La canicule et les pauvres

On annonce une nouvelle période de chaleur alors qu’on n’a peut-être pas fini de trouver toutes les personnes qui ont succombé à la récente canicule.

À mesure qu’on annonce les morts de la canicule, on dit en même temps que c’était des gens vulnérables, et on en rajoute quand même trop: des personnes avec des problèmes de consommation, des personnes avec des troubles de santé mentale, des personnes seules...

La principale raison, la vraie raison et on ne la dit pas, pourquoi ces gens sont morts de chaud tout seul, c’est qu’ils étaient pauvres.

Et on ne va pas le crier à la télé! On balbutie presque: “des problèmmmmeuh...”

C’était des pauvres gens, isolés, oubliés, largués, qui ont cuit littéralement dans des chambres misérables d’habitations inadéquates, trop froides en hiver et crevantes en été.

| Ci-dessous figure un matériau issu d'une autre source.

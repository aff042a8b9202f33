// ABOUTME: MCP request processing and protocol handling for multi-tenant server
// ABOUTME: Validates, routes, and executes MCP protocol requests with proper error handling
//
// Licensed under either of Apache License, Version 2.0 or MIT License at your option.
// Copyright ©2025 Async-IO.org
//
// NOTE: All `.clone()` calls in this file are Safe - they are necessary for:
// - Request/response ownership transfers across async boundaries
// - Resource Arc sharing for concurrent request processing
// - JSON value ownership for MCP protocol serialization

use super::{
    multitenant::{McpError, McpRequest, McpResponse},
    resources::ServerResources,
    tool_handlers::ToolHandlers,
};
use crate::constants::errors::{ERROR_INTERNAL_ERROR, ERROR_METHOD_NOT_FOUND};
use crate::constants::protocol::JSONRPC_VERSION;
use crate::errors::{AppError, AppResult};
use std::collections::HashMap;
use std::sync::Arc;
use tracing::{debug, error, warn};

/// Processes MCP protocol requests with validation, routing, and execution
pub struct McpRequestProcessor {
    resources: Arc<ServerResources>,
}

On manque de logements sociaux à Montréal (à Québec et partout), mais des propriétaires véreux exploitent les pauvres et on dirait que rien ni personne ne peut les arrêter. Même pas la «meilleure administration» municipale qui ne veut pas se les mettre à dos.

Arrêtez de balbutier, les reporters, à la télé. La canicule n’est pas égale pour tout le monde; dans les CHSLD, les taudis, les maisons de chambres, la rue, la canicule tue les pauvres.

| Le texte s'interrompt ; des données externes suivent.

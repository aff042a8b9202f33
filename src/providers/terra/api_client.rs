// ABOUTME: Terra REST API client for authentication, user management, and historical data
// ABOUTME: Handles API key auth, widget sessions, and on-demand data requests
//
// SPDX-License-Identifier: MIT OR Apache-2.0
// Copyright (c) 2025 Pierre Fitness Intelligence

//! Terra REST API client
//!
//! This module provides a client for interacting with Terra's REST API endpoints.
//! While Terra primarily uses webhooks for data delivery, the REST API is used for:
//! - Generating authentication widget sessions
//! - Requesting historical data
//! - Managing user connections
//! - Deauthenticating users

use crate::providers::errors::ProviderError;
use chrono::{DateTime, Utc};
use reqwest::Client;
use serde::{Deserialize, Serialize};
use std::time::Duration;

/// Terra API configuration
#[derive(Debug, Clone)]
pub struct TerraApiConfig {
    /// Terra API key (from dashboard)
    pub api_key: String,
    /// Terra dev ID (from dashboard)
    pub dev_id: String,
    /// Base URL for Terra API
    pub base_url: String,
    /// Request timeout
    pub timeout: Duration,
}

impl Default for TerraApiConfig {
    fn default() -> Self {
        Self {
            api_key: String::new(),
            dev_id: String::new(),
            base_url: "https://api.tryterra.co/v2".to_owned(),
            timeout: Duration::from_secs(30),
        }
    }
}

/// Terra API client for REST operations
pub struct TerraApiClient {
    config: TerraApiConfig,
    client: Client,
}

/// Response from widget session generation
#[derive(Debug, Clone, Serialize, Deserialize)]
pub struct WidgetSessionResponse {
    /// Status of the request
    pub status: String,
    /// Session ID for the widget
    pub session_id: Option<String>,
    /// URL to redirect user to for authentication
    pub url: Option<String>,
    /// Error message if any
    pub message: Option<String>,
}

/// Response from user deauthentication
#[derive(Debug, Clone, Serialize, Deserialize)]
pub struct DeauthResponse {
    /// Status of the request
    pub status: String,
    /// Message
    pub message: Option<String>,
}

/// Response from user info request
#[derive(Debug, Clone, Serialize, Deserialize)]
pub struct UserInfoResponse {
    /// Status
    pub status: String,
    /// User info
    pub user: Option<TerraUserInfo>,
}

/// Terra user info
#[derive(Debug, Clone, Serialize, Deserialize)]
pub struct TerraUserInfo {
    /// Terra user ID
    pub user_id: String,
    /// Provider name
    pub provider: String,
    /// Last webhook update
    pub last_webhook_update: Option<String>,
    /// Reference ID
    pub reference_id: Option<String>,
    /// Scopes granted
    pub scopes: Option<String>,
}

/// Historical data request parameters
#[derive(Debug, Clone, Serialize, Deserialize)]
pub struct HistoricalDataRequest {
    /// Terra user ID
    pub user_id: String,
    /// Start date for data range
    pub start_date: DateTime<Utc>,
    /// End date for data range
    pub end_date: DateTime<Utc>,
    /// Whether to send data to webhook (true) or return in response (false)
    pub to_webhook: bool,
    /// Data types to fetch (activity, sleep, body, daily, nutrition)
    pub data_types: Vec<String>,
}

/// Response from historical data request
#[derive(Debug, Clone, Serialize, Deserialize)]
pub struct HistoricalDataResponse {
    /// Status
    pub status: String,
    /// Message
    pub message: Option<String>,
    /// Data (if `to_webhook` = false and data is small enough)
    pub data: Option<serde_json::Value>,
}

/// Response from list users/subscriptions request
#[derive(Debug, Clone, Deserialize)]
struct SubscriptionsResponse {
    users: Vec<TerraUserInfo>,
}

impl TerraApiClient {
    /// Create a new Terra API client
    #[must_use]
    pub fn new(config: TerraApiConfig) -> Self {
        let client = Client::builder()
            .timeout(config.timeout)
            .build()
            .unwrap_or_default();

        Self { config, client }
    }

    /// Generate a widget session URL for user authentication
    ///
    /// # Arguments
    /// * `reference_id` - Your system's user ID to associate with the Terra user
    /// * `providers` - Optional list of providers to show (e.g., `["GARMIN", "FITBIT"]`)
    /// * `auth_success_redirect_url` - URL to redirect after successful auth
    /// * `auth_failure_redirect_url` - URL to redirect after failed auth
    ///
    /// # Errors
    ///
    /// Returns an error if the API request fails
    pub async fn generate_widget_session(
        &self,
        reference_id: &str,
        providers: Option<Vec<&str>>,
        auth_success_redirect_url: Option<&str>,
        auth_failure_redirect_url: Option<&str>,
    ) -> Result<WidgetSessionResponse, ProviderError> {
        let url = format!("{}/auth/generateWidgetSession", self.config.base_url);

        let mut body = serde_json::json!({
            "reference_id": reference_id,
        });

        if let Some(provs) = providers {
            body["providers"] = serde_json::json!(provs);
        }

        if let Some(success_url) = auth_success_redirect_url {
            body["auth_success_redirect_url"] = serde_json::json!(success_url);
        }

        if let Some(failure_url) = auth_failure_redirect_url {
            body["auth_failure_redirect_url"] = serde_json::json!(failure_url);
        }

        let response = self
            .client
            .post(&url)
            .header("x-api-key", &self.config.api_key)
            .header("dev-id", &self.config.dev_id)
            .json(&body)
            .send()
            .await
            .map_err(|e| ProviderError::NetworkError(e.to_string()))?;

        let status = response.status();
        let text = response.text().await.unwrap_or_default();

        if !status.is_success() {
            return Err(ProviderError::ApiError {
                provider: "terra".to_owned(),
                status_code: status.as_u16(),
                message: text,
                retryable: status.is_server_error(),
            });
        }

        serde_json::from_str(&text).map_err(|e| ProviderError::ParseError {
            provider: "terra".to_owned(),
            field: "widget_session_response",
            source: e,
        })
    }

    /// Deauthenticate a user from Terra
    ///
    /// # Errors
    ///
    /// Returns an error if the API request fails
    pub async fn deauthenticate_user(
        &self,
        user_id: &str,
    ) -> Result<DeauthResponse, ProviderError> {
        let url = format!("{}/auth/deauthenticateUser", self.config.base_url);

        let response = self
            .client
            .delete(&url)
            .header("x-api-key", &self.config.api_key)
            .header("dev-id", &self.config.dev_id)
            .query(&[("user_id", user_id)])
            .send()
            .await
            .map_err(|e| ProviderError::NetworkError(e.to_string()))?;

        let status = response.status();
        let text = response.text().await.unwrap_or_default();

        if !status.is_success() {
            return Err(ProviderError::ApiError {
                provider: "terra".to_owned(),
                status_code: status.as_u16(),
                message: text,
                retryable: status.is_server_error(),
            });
        }

        serde_json::from_str(&text).map_err(|e| ProviderError::ParseError {
            provider: "terra".to_owned(),
            field: "deauth_response",
            source: e,
        })
    }

    /// Get user info from Terra
    ///
    /// # Errors
    ///
    /// Returns an error if the API request fails
    pub async fn get_user_info(&self, user_id: &str) -> Result<UserInfoResponse, ProviderError> {
        let url = format!("{}/userInfo", self.config.base_url);

        let response = self
            .client
            .get(&url)
            .header("x-api-key", &self.config.api_key)
            .header("dev-id", &self.config.dev_id)
            .query(&[("user_id", user_id)])
            .send()
            .await
            .map_err(|e| ProviderError::NetworkError(e.to_string()))?;

        let status = response.status();
        let text = response.text().await.unwrap_or_default();

        if !status.is_success() {
            return Err(ProviderError::ApiError {
                provider: "terra".to_owned(),
                status_code: status.as_u16(),
                message: text,
                retryable: status.is_server_error(),
            });
        }

        serde_json::from_str(&text).map_err(|e| ProviderError::ParseError {
            provider: "terra".to_owned(),
            field: "user_info_response",
            source: e,
        })
    }

    /// Request historical data for a user
    ///
    /// For date ranges > 28 days, Terra sends data asynchronously via webhook
    /// regardless of the `to_webhook` setting.
    ///
    /// # Errors
    ///
    /// Returns an error if the API request fails
    pub async fn request_historical_data(
        &self,
        request: &HistoricalDataRequest,
    ) -> Result<HistoricalDataResponse, ProviderError> {
        // Build the URL with data type
        // Terra uses separate endpoints for each data type
        let data_type = request
            .data_types
            .first()
            .map_or("activity", String::as_str);
        let url = format!("{}/{}", self.config.base_url, data_type);

        let start_date_str = request.start_date.format("%Y-%m-%d").to_string();
        let end_date_str = request.end_date.format("%Y-%m-%d").to_string();

        let response = self
            .client
            .get(&url)
            .header("x-api-key", &self.config.api_key)
            .header("dev-id", &self.config.dev_id)
            .query(&[
                ("user_id", &request.user_id),
                ("start_date", &start_date_str),
                ("end_date", &end_date_str),
                ("to_webhook", &request.to_webhook.to_string()),
            ])
            .send()
            .await
            .map_err(|e| ProviderError::NetworkError(e.to_string()))?;

        let status = response.status();
        let text = response.text().await.unwrap_or_default();

        if !status.is_success() {
            // Handle rate limiting
            if status.as_u16() == 429 {
                return Err(ProviderError::RateLimitExceeded {
                    provider: "terra".to_owned(),
                    retry_after_secs: 60,
                    limit_type: "API rate limit".to_owned(),
                });
            }

            return Err(ProviderError::ApiError {
                provider: "terra".to_owned(),
                status_code: status.as_u16(),
                message: text,
                retryable: status.is_server_error(),
            });
        }

        serde_json::from_str(&text).map_err(|e| ProviderError::ParseError {
            provider: "terra".to_owned(),
            field: "historical_data_response",
            source: e,
        })
    }

    /// List all users connected to your Terra app
    ///
    /// # Errors
    ///
    /// Returns an error if the API request fails
    pub async fn list_users(&self) -> Result<Vec<TerraUserInfo>, ProviderError> {
        let url = format!("{}/subscriptions", self.config.base_url);

        let response = self
            .client
            .get(&url)
            .header("x-api-key", &self.config.api_key)
            .header("dev-id", &self.config.dev_id)
            .send()
            .await
            .map_err(|e| ProviderError::NetworkError(e.to_string()))?;

        let status = response.status();
        let text = response.text().await.unwrap_or_default();

        if !status.is_success() {
            return Err(ProviderError::ApiError {
                provider: "terra".to_owned(),
                status_code: status.as_u16(),
                message: text,
                retryable: status.is_server_error(),
            });
        }

        let parsed: SubscriptionsResponse =
            serde_json::from_str(&text).map_err(|e| ProviderError::ParseError {
                provider: "terra".to_owned(),
                field: "subscriptions_response",
                source: e,
            })?;

        Ok(parsed.users)
    }
}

Bien sûr, il y a des alternatives à la climatisation, qu’on publie quand il fait plus de 35° depuis 4 jours, en culpabilisant les moins nantis qui n’ont pas d’autres choix. Si tu as un chalet, une maison, un terrain que tu peux aménager pour réduire l’asphalte et ajouter de la verdure, choisir des volets extérieurs et du lierre, si tu as une ou deux voitures et les moyens de choisir hybride ou électrique, c’est bien de pouvoir suivre tous ces beaux conseils. Mais si tu vis dans un HLM crevant où la température monte à 35° l’été quand il fait juste un peu soleil, ta petite clim portative pour rafraîchir la chambre des petits, ce n’est guère un choix! Si tu as ça.

Beaucoup n’ont même pas ce luxe.

Il n’y a pas d’équité. La canicule tue à cause de la pauvreté.